> _PROBLEM DESCRIPTION_
Which lines in the records below contain the word "crate"? Copy each of them.

> _DATASET CONTENT_

//! Physical model configuration
//!
//! The same 15 physical constants parameterize both components, but the two
//! copies are deliberately independent: the controller works from a
//! [`NominalModel`], the plant from a [`PlantModel`] whose mass may be
//! scaled to emulate model mismatch for robustness testing. Nothing else
//! differs between the two.

use serde::{Deserialize, Serialize};

use crate::state::DimensionError;
use crate::GRAVITY;

/// Plant mass multiplier applied when model mismatch is enabled
pub const MASS_MISMATCH_SCALE: f64 = 1.25;

/// Per-axis aerodynamic drag coefficients, in the (z, x, y) packing the
/// constants vector uses
#[derive(Debug, Clone, Copy, PartialEq, Serialize, Deserialize)]
pub struct DragCoefficients {
    pub z: f64,
    pub x: f64,
    pub y: f64,
}

/// Physical constants of the vehicle
#[derive(Debug, Clone, PartialEq, Serialize, Deserialize)]
pub struct QuadrotorParams {
    /// Rotor thrust coefficient K [N·s²]
    pub thrust_coeff: f64,
    /// Mass m [kg]
    pub mass: f64,
    /// Gravity g [m/s²]
    pub gravity: f64,
    /// Arm length l [m] (mass centre to rotor)
    pub arm_length: f64,
    /// Rotor reaction-torque coefficient b [N·m·s²]
    pub reaction_coeff: f64,
    /// Translational drag coefficients
    pub linear_drag: DragCoefficients,
    /// Rotational drag coefficients
    pub angular_drag: DragCoefficients,
    /// Moment of inertia about body x [kg·m²]
    pub inertia_x: f64,
    /// Moment of inertia about body y [kg·m²]
    pub inertia_y: f64,
    /// Moment of inertia about body z [kg·m²]
    pub inertia_z: f64,
    /// Rotor moment of inertia J_r [kg·m²]
    pub rotor_inertia: f64,
}

impl Default for QuadrotorParams {
    /// Calibration vehicle (0.65 kg, 0.23 m arms)
    fn default() -> Self {
        Self {
            thrust_coeff: 2.98e-6,
            mass: 0.65,
            gravity: GRAVITY,
            arm_length: 0.23,
            reaction_coeff: 3.13e-5,
            linear_drag: DragCoefficients {
                z: 0.001,
                x: 0.00075,
                y: 0.00075,
            },
            angular_drag: DragCoefficients {
                z: 0.001,
                x: 0.00075,
                y: 0.00075,
            },
            inertia_x: 0.0075,
            inertia_y: 0.0075,
            inertia_z: 0.013,
            rotor_inertia: 0.00005,
        }
    }
}

impl QuadrotorParams {
    /// Build from the packed 15-constant ordering
    /// `[K, m, g, l, b, kft_z, kft_x, kft_y, kfr_z, kfr_x, kfr_y, J_x, J_y, J_z, J_r]`
    pub fn try_from_slice(values: &[f64]) -> Result<Self, DimensionError> {
        if values.len() != 15 {
            return Err(DimensionError::Constants(values.len()));
        }
        Ok(Self {
            thrust_coeff: values[0],
            mass: values[1],
            gravity: values[2],
            arm_length: values[3],
            reaction_coeff: values[4],
            linear_drag: DragCoefficients {
                z: values[5],
                x: values[6],
                y: values[7],
            },
            angular_drag: DragCoefficients {
                z: values[8],
                x: values[9],
                y: values[10],
            },
            inertia_x: values[11],
            inertia_y: values[12],
            inertia_z: values[13],
            rotor_inertia: values[14],
        })
    }

    /// Thrust that balances gravity [N]
    pub fn hover_thrust(&self) -> f64 {
        self.mass * self.gravity
    }

    /// Inertia-ratio and arm-length coefficients linearizing the rotational
    /// coupling terms
    pub fn inertia_ratios(&self) -> InertiaRatios {
        InertiaRatios {
            a1: (self.inertia_y - self.inertia_z) / self.inertia_x,
            a2: (self.inertia_z - self.inertia_x) / self.inertia_y,
            a3: (self.inertia_x - self.inertia_y) / self.inertia_z,
            b1: self.arm_length / self.inertia_x,
            b2: self.arm_length / self.inertia_y,
            b3: self.arm_length / self.inertia_z,
        }
    }
}

/// Coefficient pairs derived from the moments of inertia and arm length
#[derive(Debug, Clone, Copy)]
pub struct InertiaRatios {
    pub a1: f64,
    pub a2: f64,
    pub a3: f64,
    pub b1: f64,
    pub b2: f64,
    pub b3: f64,
}

/// The controller's internal model of the vehicle
#[derive(Debug, Clone, Default, Serialize, Deserialize)]
pub struct NominalModel {
    pub params: QuadrotorParams,
}

impl NominalModel {
    pub fn new(params: QuadrotorParams) -> Self {
        Self { params }
    }
}

/// The model the plant dynamics integrate
///
/// `mass_scale` emulates plant/model mismatch: the dynamics see a heavier
/// vehicle than the controller assumes, everything else identical.
#[derive(Debug, Clone, Serialize, Deserialize)]
pub struct PlantModel {
    pub params: QuadrotorParams,
    pub mass_scale: f64,
}

impl PlantModel {
    /// Plant matching the nominal model exactly
    pub fn nominal(params: QuadrotorParams) -> Self {
        Self {
            params,
            mass_scale: 1.0,
        }
    }

    /// Plant with the mass-mismatch perturbation applied
    pub fn mismatched(params: QuadrotorParams) -> Self {
        Self {
            params,
            mass_scale: MASS_MISMATCH_SCALE,
        }
    }

    /// Mass the dynamics actually integrate [kg]
    pub fn effective_mass(&self) -> f64 {
        self.params.mass * self.mass_scale
    }
}

impl Default for PlantModel {
    fn default() -> Self {
        Self::nominal(QuadrotorParams::default())
    }
}

#[cfg(test)]
mod tests {
    use super::*;
    use approx::assert_relative_eq;

    #[test]
    fn test_default_params() {
        let params = QuadrotorParams::default();
        assert_relative_eq!(params.mass, 0.65);
        assert_relative_eq!(params.arm_length, 0.23);
        assert_relative_eq!(params.hover_thrust(), 0.65 * 9.81);
    }

    #[test]
    fn test_packed_constants_ordering() {
        let packed = [
            2.98e-6, 0.65, 9.81, 0.23, 3.13e-5, 0.001, 0.00075, 0.00075, 0.001, 0.00075, 0.00075,
            0.0075, 0.0075, 0.013, 0.00005,
        ];
        let params = QuadrotorParams::try_from_slice(&packed).unwrap();
        assert_eq!(params, QuadrotorParams::default());
    }

    #[test]
    fn test_packed_constants_rejects_wrong_arity() {
        assert_eq!(
            QuadrotorParams::try_from_slice(&[0.0; 14]),
            Err(DimensionError::Constants(14))
        );
    }

    #[test]
    fn test_inertia_ratios() {
        let ratios = QuadrotorParams::default().inertia_ratios();

        assert_relative_eq!(ratios.a1, (0.0075 - 0.013) / 0.0075, epsilon = 1e-12);
        assert_relative_eq!(ratios.a2, (0.013 - 0.0075) / 0.0075, epsilon = 1e-12);
        assert_relative_eq!(ratios.a3, 0.0, epsilon = 1e-12);
        assert_relative_eq!(ratios.b1, 0.23 / 0.0075, epsilon = 1e-12);
        assert_relative_eq!(ratios.b2, 0.23 / 0.0075, epsilon = 1e-12);
        assert_relative_eq!(ratios.b3, 0.23 / 0.013, epsilon = 1e-12);
    }

    #[test]
    fn test_mass_mismatch_scale() {
        let params = QuadrotorParams::default();

        let nominal = PlantModel::nominal(params.clone());
        assert_relative_eq!(nominal.effective_mass(), 0.65);

        let mismatched = PlantModel::mismatched(params);
        assert_relative_eq!(mismatched.effective_mass(), 0.65 * 1.25);
    }
}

> _WRITTEN REPLY_
use crate::state::DimensionError;
use crate::GRAVITY;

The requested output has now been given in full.